Le dermatologue du patient a noté que les traitements avaient été infructueux jusqu’à présent et que les options thérapeutiques avaient été épuisées. Le dermatologue ne connaissait pas les traitements alternatifs et a insisté auprès du patient sur le fait qu’en dehors du cas de son père, il n’y avait aucune preuve de l’efficacité du traitement par 5-FU. Le patient était conscient que le 5-FU systémique n’était pas la norme de soins pour la PPK ; cependant, il était prêt à accepter tous les risques associés au traitement.
Avant de commencer le traitement, le patient pesait 81 kg et ne prenait aucun médicament, y compris des crèmes topiques et des produits en vente libre. Ses antécédents médicaux étaient significatifs pour des problèmes de dos et une herniorrhaphie. Il fumait trois quarts de paquet de cigarettes par jour. Sa mère est morte d’une maladie cardiaque. Ses frères et sœurs étaient vivants et en bonne santé.
Les résultats de laboratoire du patient étaient acceptables pour commencer le traitement. Une ligne de cathéter central inséré par voie périphérique a été placée. Des photos ont été prises des lésions avant le traitement pour documenter une éventuelle réponse. Un traitement unique de 5-FU CI a été institué : 1000 mg/m2 par jour pendant 5 jours via une pompe à perfusion connectée à sa ligne de cathéter. On a demandé au patient de se gargariser quotidiennement avec une solution de peroxyde d’hydrogène à 0,5 %.
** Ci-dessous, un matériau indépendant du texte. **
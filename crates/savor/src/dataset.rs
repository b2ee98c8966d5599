// SPDX-License-Identifier: AGPL-3.0-only
// Copyright (C) 2024 Jonathan Lee
// This program is free software: you can redistribute it and/or modify
// it under the terms of the GNU Affero General Public License version 3
// as published by the Free Software Foundation.
// This program is distributed in the hope that it will be useful,
// but WITHOUT ANY WARRANTY; without even the implied warranty of
// MERCHANTABILITY or FITNESS FOR A PARTICULAR PURPOSE.
// See the GNU Affero General Public License for more details.
// You should have received a copy of the GNU Affero General Public License
// along with this program. If not, see https://www.gnu.org/licenses/.

//! The immutable in-memory restaurant table.
//!
//! Loaded once at startup, read-only afterwards. Numeric fields are
//! normalised at load time: ratings shed a trailing "/5"-style suffix,
//! costs shed thousands separators, and anything unparsable coerces to
//! missing rather than dropping the row.

use crate::error::{DataError, DataResult};
use chrono::{DateTime, Utc};
use once_cell::sync::Lazy;
use regex::Regex;
use serde::{Deserialize, Serialize};
use std::collections::HashSet;
use std::fmt;
use std::fs::File;
use std::io::Read;
use std::path::{Path, PathBuf};
use uuid::Uuid;

/// Columns the dashboards know about. Unknown CSV columns are ignored;
/// any of these may be absent, in which case the analyses that need
/// them degrade to a "data not available" outcome.
#[derive(Debug, Clone, Copy, PartialEq, Eq, Hash, Serialize, Deserialize)]
#[serde(rename_all = "snake_case")]
pub enum Column {
    Name,
    OnlineOrder,
    BookTable,
    Rating,
    Votes,
    Location,
    Cuisines,
    Cost,
    ListedIn,
}
impl Column {
    pub fn all() -> [Column; 9] {
        [
            Column::Name,
            Column::OnlineOrder,
            Column::BookTable,
            Column::Rating,
            Column::Votes,
            Column::Location,
            Column::Cuisines,
            Column::Cost,
            Column::ListedIn,
        ]
    }
    /// Header spellings accepted for this column, lowercased. The first
    /// alias is the canonical header of the source dataset.
    pub fn header_aliases(&self) -> &'static [&'static str] {
        match self {
            Column::Name => &["name", "restaurant_name"],
            Column::OnlineOrder => &["online_order"],
            Column::BookTable => &["book_table"],
            Column::Rating => &["rate", "rating"],
            Column::Votes => &["votes"],
            Column::Location => &["location"],
            Column::Cuisines => &["cuisines"],
            Column::Cost => &["approx_cost(for two people)", "approx_cost", "cost"],
            Column::ListedIn => &["listed_in(type)", "rest_type", "type"],
        }
    }
    pub fn display_name(&self) -> &'static str {
        match self {
            Column::Name => "Name",
            Column::OnlineOrder => "Online order",
            Column::BookTable => "Table booking",
            Column::Rating => "Rating",
            Column::Votes => "Votes",
            Column::Location => "Location",
            Column::Cuisines => "Cuisine",
            Column::Cost => "Cost",
            Column::ListedIn => "Restaurant type",
        }
    }
    fn from_header(header: &str) -> Option<Column> {
        let normalised = header.trim().to_lowercase();
        Column::all()
            .into_iter()
            .find(|column| column.header_aliases().contains(&normalised.as_str()))
    }
}

/// One restaurant row. Text fields keep the source spelling; numeric
/// fields are `None` where the source was blank or unparsable.
#[derive(Debug, Clone, PartialEq, Serialize, Deserialize)]
pub struct Restaurant {
    pub name: String,
    pub online_order: Option<String>,
    pub book_table: Option<String>,
    pub rating: Option<f64>,
    pub votes: Option<u64>,
    pub location: Option<String>,
    pub cuisines: Option<String>,
    pub cost_for_two: Option<f64>,
    pub listed_in: Option<String>,
}

#[derive(Debug, Clone, Serialize, Deserialize)]
pub struct DatasetId(String);
impl DatasetId {
    pub fn new() -> Self {
        Self(Uuid::new_v4().to_string())
    }
}
impl Default for DatasetId {
    fn default() -> Self {
        Self::new()
    }
}
impl fmt::Display for DatasetId {
    fn fmt(&self, f: &mut fmt::Formatter) -> fmt::Result {
        write!(f, "{}", self.0)
    }
}

#[derive(Debug, Clone, Serialize, Deserialize)]
pub struct DatasetMetadata {
    pub id: DatasetId,
    pub name: String,
    pub row_count: usize,
    pub column_count: usize,
    pub loaded_at: DateTime<Utc>,
    pub source_path: Option<PathBuf>,
}

/// The dataset: every record in original file order, plus which of the
/// known columns the file actually carried.
#[derive(Debug)]
pub struct Dataset {
    metadata: DatasetMetadata,
    records: Vec<Restaurant>,
    columns: HashSet<Column>,
}

// Accepts "4.1/5", "4.1 / 5", "4.1" etc.; the capture is the numerator.
static RATING_RE: Lazy<Regex> =
    Lazy::new(|| Regex::new(r"^\s*(\d+(?:\.\d+)?)\s*(?:/\s*\d+(?:\.\d+)?)?\s*$").unwrap());

fn parse_rating(raw: &str) -> Option<f64> {
    RATING_RE
        .captures(raw)
        .and_then(|caps| caps.get(1))
        .and_then(|m| m.as_str().parse::<f64>().ok())
}

fn parse_votes(raw: &str) -> Option<u64> {
    raw.trim().replace(',', "").parse::<u64>().ok()
}

fn parse_cost(raw: &str) -> Option<f64> {
    raw.trim().replace(',', "").parse::<f64>().ok()
}

fn non_empty(raw: &str) -> Option<String> {
    let trimmed = raw.trim();
    if trimmed.is_empty() {
        None
    } else {
        Some(trimmed.to_string())
    }
}

impl Dataset {
    pub fn from_csv_file<P: AsRef<Path>>(path: P) -> DataResult<Self> {
        let path = path.as_ref();
        let file = File::open(path).map_err(|source| DataError::DataFileError {
            path: path.display().to_string(),
            source,
        })?;
        let name = path
            .file_stem()
            .map(|stem| stem.to_string_lossy().into_owned())
            .unwrap_or_else(|| "dataset".to_string());
        Self::from_csv_reader(file, name, Some(path.to_path_buf()))
    }

    pub fn from_csv_reader<R: Read>(
        reader: R,
        name: String,
        source_path: Option<PathBuf>,
    ) -> DataResult<Self> {
        let mut csv_reader = csv::ReaderBuilder::new()
            .has_headers(true)
            .flexible(true)
            .from_reader(reader);
        let headers = csv_reader.headers()?.clone();
        if headers.is_empty() {
            return Err(DataError::MissingHeaders);
        }
        // header position -> known column, unknown headers ignored
        let mapping: Vec<Option<Column>> =
            headers.iter().map(Column::from_header).collect();
        let columns: HashSet<Column> = mapping.iter().flatten().copied().collect();

        let mut records = Vec::new();
        for row in csv_reader.records() {
            let row = row?;
            let field = |column: Column| -> Option<&str> {
                mapping
                    .iter()
                    .position(|mapped| *mapped == Some(column))
                    .and_then(|idx| row.get(idx))
            };
            records.push(Restaurant {
                name: field(Column::Name)
                    .map(|raw| raw.trim().to_string())
                    .unwrap_or_default(),
                online_order: field(Column::OnlineOrder).and_then(non_empty),
                book_table: field(Column::BookTable).and_then(non_empty),
                rating: field(Column::Rating).and_then(parse_rating),
                votes: field(Column::Votes).and_then(parse_votes),
                location: field(Column::Location).and_then(non_empty),
                cuisines: field(Column::Cuisines).and_then(non_empty),
                cost_for_two: field(Column::Cost).and_then(parse_cost),
                listed_in: field(Column::ListedIn).and_then(non_empty),
            });
        }
        if records.is_empty() {
            return Err(DataError::EmptyDataset);
        }
        log::info!(
            "loaded dataset '{}': {} rows, {} recognised columns",
            name,
            records.len(),
            columns.len()
        );
        let metadata = DatasetMetadata {
            id: DatasetId::new(),
            name,
            row_count: records.len(),
            column_count: columns.len(),
            loaded_at: Utc::now(),
            source_path,
        };
        Ok(Self {
            metadata,
            records,
            columns,
        })
    }

    pub fn metadata(&self) -> &DatasetMetadata {
        &self.metadata
    }
    pub fn records(&self) -> &[Restaurant] {
        &self.records
    }
    pub fn len(&self) -> usize {
        self.records.len()
    }
    pub fn is_empty(&self) -> bool {
        self.records.is_empty()
    }
    pub fn has_column(&self, column: Column) -> bool {
        self.columns.contains(&column)
    }

    /// Non-missing ratings in row order.
    pub fn ratings(&self) -> impl Iterator<Item = f64> + '_ {
        self.records.iter().filter_map(|r| r.rating)
    }
    /// Non-missing vote counts in row order.
    pub fn votes(&self) -> impl Iterator<Item = u64> + '_ {
        self.records.iter().filter_map(|r| r.votes)
    }
    /// Non-missing costs in row order.
    pub fn costs(&self) -> impl Iterator<Item = f64> + '_ {
        self.records.iter().filter_map(|r| r.cost_for_two)
    }
}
Le patient a toléré le premier cours de 5-FU sans incidence. Hormis une fatigue mineure et une légère mucosite, il n’a pas ressenti d’effets secondaires particuliers, bien qu’il ait remarqué que ses pieds étaient plus douloureux que d’habitude. L’examen physique a révélé un léger érythème sur ses mains, et certaines des lésions qui avaient auparavant la couleur de la peau étaient maintenant violacées et érythémateuses.